#### WHAT YOU WILL DO:
Using the records that follow, copy every line containing the word "module".

(Saved entries)
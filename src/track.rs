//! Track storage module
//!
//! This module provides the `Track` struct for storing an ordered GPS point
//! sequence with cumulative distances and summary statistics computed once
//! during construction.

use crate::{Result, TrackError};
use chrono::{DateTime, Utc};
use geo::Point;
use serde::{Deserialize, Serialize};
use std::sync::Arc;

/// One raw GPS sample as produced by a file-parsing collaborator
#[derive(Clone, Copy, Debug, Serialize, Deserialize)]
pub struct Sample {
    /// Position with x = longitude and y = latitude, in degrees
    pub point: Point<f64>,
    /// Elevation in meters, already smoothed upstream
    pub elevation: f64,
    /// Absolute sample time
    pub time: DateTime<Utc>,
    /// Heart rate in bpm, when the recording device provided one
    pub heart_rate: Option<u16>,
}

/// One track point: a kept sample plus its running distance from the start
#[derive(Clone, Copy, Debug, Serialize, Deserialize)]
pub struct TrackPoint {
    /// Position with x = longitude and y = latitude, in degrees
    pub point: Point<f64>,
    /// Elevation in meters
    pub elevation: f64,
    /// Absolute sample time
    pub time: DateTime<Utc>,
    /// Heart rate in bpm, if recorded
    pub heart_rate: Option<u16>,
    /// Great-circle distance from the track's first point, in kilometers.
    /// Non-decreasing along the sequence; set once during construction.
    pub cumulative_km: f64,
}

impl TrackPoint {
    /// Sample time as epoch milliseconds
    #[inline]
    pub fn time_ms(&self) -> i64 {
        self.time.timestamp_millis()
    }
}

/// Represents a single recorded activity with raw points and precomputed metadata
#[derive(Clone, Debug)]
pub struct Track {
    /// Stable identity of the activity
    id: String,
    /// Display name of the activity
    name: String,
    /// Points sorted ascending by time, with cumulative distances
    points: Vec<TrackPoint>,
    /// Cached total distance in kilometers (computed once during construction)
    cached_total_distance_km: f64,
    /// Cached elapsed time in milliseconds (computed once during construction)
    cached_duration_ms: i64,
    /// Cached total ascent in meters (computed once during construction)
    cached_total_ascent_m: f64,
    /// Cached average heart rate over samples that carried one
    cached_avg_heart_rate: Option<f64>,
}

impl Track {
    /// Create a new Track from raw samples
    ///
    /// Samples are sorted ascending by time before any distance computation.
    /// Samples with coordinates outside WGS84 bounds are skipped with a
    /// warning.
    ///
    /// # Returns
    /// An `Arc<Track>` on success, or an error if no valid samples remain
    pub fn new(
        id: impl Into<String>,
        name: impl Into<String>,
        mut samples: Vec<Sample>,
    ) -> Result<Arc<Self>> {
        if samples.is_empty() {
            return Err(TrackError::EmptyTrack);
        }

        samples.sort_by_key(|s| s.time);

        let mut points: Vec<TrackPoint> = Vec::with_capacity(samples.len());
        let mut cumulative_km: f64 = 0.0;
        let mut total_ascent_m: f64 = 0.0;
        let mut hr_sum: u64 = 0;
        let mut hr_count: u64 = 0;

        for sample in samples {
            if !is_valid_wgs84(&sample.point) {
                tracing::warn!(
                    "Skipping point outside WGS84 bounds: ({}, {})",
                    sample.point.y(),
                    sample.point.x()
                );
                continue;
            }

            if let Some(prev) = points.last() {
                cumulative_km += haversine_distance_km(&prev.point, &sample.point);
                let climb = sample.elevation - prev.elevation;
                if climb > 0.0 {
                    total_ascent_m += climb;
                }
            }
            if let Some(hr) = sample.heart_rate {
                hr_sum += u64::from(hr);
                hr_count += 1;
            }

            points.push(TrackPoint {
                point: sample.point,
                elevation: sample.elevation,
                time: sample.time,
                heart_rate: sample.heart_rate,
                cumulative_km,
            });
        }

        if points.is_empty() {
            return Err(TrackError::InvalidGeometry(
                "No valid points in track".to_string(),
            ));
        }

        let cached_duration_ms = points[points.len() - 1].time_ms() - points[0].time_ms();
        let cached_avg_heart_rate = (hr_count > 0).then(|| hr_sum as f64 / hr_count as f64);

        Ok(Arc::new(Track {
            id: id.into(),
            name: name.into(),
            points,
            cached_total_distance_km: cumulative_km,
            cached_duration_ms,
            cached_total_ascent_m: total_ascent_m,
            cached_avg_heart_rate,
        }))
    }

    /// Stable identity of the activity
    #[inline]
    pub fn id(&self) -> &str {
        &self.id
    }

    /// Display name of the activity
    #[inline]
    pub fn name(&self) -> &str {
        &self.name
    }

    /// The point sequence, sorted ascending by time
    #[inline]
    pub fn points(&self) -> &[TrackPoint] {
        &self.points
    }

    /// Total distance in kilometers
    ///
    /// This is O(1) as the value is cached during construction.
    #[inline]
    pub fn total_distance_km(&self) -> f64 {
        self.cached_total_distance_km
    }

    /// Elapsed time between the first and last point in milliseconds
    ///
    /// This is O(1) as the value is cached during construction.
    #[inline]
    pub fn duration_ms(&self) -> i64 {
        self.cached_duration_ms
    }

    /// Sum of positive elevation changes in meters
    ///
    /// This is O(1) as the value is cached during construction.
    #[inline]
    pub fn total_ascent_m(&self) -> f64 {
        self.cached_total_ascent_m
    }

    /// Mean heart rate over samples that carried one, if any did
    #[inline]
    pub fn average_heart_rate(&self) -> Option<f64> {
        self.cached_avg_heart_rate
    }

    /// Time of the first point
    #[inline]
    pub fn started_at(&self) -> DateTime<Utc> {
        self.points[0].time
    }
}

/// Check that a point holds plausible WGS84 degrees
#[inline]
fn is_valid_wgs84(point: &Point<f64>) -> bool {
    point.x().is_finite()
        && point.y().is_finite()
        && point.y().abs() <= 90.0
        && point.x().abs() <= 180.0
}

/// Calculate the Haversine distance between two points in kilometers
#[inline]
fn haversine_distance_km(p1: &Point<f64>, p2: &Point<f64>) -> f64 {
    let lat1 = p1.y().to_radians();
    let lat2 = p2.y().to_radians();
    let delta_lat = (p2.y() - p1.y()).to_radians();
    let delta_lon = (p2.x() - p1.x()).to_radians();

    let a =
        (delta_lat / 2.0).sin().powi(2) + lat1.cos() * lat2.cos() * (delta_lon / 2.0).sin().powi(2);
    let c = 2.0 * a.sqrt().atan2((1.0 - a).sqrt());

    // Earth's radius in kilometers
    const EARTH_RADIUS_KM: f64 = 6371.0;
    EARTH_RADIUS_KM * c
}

--

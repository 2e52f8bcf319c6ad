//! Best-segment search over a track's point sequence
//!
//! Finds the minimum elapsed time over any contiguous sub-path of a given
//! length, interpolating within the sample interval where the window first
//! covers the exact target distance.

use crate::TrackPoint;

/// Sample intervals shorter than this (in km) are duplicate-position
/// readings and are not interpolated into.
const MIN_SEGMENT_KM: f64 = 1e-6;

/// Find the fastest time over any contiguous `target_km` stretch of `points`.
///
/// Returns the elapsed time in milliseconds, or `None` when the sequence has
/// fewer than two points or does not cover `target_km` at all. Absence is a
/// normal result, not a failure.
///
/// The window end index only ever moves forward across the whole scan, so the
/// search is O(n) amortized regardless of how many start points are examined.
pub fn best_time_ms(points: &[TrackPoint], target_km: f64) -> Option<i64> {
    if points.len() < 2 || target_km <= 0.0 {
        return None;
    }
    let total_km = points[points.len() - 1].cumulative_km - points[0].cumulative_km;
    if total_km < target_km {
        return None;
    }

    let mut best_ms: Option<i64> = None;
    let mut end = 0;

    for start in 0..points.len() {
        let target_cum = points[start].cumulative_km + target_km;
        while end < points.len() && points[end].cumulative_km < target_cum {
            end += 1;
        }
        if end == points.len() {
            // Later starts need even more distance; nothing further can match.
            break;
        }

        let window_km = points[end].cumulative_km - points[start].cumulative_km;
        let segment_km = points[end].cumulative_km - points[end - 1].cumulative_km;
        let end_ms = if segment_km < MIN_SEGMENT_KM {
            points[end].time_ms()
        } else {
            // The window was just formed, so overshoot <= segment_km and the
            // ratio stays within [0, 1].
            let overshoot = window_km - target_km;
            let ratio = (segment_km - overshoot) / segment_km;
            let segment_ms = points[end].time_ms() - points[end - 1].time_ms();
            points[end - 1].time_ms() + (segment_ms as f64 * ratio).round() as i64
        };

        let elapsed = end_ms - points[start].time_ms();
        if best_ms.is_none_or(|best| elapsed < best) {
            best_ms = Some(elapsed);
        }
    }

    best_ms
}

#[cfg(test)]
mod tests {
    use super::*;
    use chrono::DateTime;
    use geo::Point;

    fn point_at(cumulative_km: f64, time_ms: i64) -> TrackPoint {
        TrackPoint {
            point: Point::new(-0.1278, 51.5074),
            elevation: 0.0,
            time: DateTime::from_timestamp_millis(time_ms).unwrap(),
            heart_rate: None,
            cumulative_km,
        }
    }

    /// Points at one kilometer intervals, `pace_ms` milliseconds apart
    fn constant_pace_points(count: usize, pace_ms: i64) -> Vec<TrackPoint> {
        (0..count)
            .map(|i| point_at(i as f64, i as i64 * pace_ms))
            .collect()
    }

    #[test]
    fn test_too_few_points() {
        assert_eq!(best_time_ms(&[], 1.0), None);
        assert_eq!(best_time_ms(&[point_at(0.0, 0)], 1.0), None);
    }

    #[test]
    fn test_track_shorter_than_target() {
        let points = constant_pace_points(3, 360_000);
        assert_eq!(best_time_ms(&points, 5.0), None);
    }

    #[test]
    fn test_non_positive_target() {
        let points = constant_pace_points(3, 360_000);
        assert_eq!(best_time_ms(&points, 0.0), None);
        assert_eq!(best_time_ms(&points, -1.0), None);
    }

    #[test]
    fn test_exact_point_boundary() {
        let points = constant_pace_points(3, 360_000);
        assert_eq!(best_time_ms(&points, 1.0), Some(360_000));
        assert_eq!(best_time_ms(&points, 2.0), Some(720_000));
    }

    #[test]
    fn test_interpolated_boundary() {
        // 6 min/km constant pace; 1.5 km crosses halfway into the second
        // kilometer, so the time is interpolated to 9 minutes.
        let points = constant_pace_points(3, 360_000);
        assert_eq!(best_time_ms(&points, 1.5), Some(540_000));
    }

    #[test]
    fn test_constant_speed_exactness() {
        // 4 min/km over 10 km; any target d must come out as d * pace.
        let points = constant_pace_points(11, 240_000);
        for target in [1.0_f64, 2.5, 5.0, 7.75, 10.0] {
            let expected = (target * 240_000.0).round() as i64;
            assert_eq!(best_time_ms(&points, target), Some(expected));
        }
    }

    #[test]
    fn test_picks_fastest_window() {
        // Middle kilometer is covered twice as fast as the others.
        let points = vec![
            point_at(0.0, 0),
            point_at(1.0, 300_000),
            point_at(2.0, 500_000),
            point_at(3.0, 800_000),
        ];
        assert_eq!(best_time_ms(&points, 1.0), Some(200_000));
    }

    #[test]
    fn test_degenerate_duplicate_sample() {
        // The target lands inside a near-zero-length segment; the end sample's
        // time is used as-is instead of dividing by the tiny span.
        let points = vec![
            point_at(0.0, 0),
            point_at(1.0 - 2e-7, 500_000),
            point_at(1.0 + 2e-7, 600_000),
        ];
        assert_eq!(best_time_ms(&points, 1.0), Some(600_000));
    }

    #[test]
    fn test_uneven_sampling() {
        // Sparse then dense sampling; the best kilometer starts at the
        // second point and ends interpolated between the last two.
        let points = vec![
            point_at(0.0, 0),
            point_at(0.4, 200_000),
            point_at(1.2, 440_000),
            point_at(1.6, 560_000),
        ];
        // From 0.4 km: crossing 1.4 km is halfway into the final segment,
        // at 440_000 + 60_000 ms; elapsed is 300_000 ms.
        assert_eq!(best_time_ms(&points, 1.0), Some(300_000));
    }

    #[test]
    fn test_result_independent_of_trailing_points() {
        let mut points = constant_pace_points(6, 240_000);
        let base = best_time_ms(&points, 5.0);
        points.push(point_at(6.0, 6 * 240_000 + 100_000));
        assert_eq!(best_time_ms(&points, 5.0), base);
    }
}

--

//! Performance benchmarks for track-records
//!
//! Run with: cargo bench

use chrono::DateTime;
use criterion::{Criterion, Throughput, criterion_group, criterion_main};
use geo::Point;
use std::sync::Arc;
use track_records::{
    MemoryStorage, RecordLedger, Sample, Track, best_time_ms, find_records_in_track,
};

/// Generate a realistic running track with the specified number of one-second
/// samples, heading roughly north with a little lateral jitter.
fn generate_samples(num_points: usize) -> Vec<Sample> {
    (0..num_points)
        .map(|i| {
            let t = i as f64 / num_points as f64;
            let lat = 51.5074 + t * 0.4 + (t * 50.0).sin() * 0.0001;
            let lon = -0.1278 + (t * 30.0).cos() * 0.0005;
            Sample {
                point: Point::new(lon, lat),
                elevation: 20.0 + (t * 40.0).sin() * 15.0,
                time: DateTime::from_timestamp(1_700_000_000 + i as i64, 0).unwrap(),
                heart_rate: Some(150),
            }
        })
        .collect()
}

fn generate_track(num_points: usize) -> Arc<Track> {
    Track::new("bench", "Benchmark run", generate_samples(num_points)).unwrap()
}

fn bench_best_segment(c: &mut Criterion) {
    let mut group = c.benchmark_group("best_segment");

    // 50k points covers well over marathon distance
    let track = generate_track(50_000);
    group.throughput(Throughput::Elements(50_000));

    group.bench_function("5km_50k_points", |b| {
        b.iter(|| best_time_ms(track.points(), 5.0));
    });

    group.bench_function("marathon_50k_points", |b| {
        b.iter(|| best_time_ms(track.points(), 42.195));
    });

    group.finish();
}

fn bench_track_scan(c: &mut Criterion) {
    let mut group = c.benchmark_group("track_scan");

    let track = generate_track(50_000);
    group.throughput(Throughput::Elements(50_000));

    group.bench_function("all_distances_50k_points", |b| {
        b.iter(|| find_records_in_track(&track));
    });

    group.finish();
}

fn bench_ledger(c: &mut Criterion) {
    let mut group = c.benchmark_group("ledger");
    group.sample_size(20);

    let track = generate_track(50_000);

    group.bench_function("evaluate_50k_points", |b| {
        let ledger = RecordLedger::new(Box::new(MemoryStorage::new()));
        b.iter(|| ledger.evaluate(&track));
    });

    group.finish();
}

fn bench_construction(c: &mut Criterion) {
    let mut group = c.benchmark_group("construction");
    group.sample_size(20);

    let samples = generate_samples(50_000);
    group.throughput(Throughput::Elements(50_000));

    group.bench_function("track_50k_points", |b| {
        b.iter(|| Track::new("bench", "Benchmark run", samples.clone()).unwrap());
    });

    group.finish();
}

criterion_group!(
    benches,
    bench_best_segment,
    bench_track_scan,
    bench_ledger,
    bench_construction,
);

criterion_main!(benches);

#### WRITTEN SOLUTION:
//! Track storage module
//! This module provides the `Track` struct for storing an ordered GPS point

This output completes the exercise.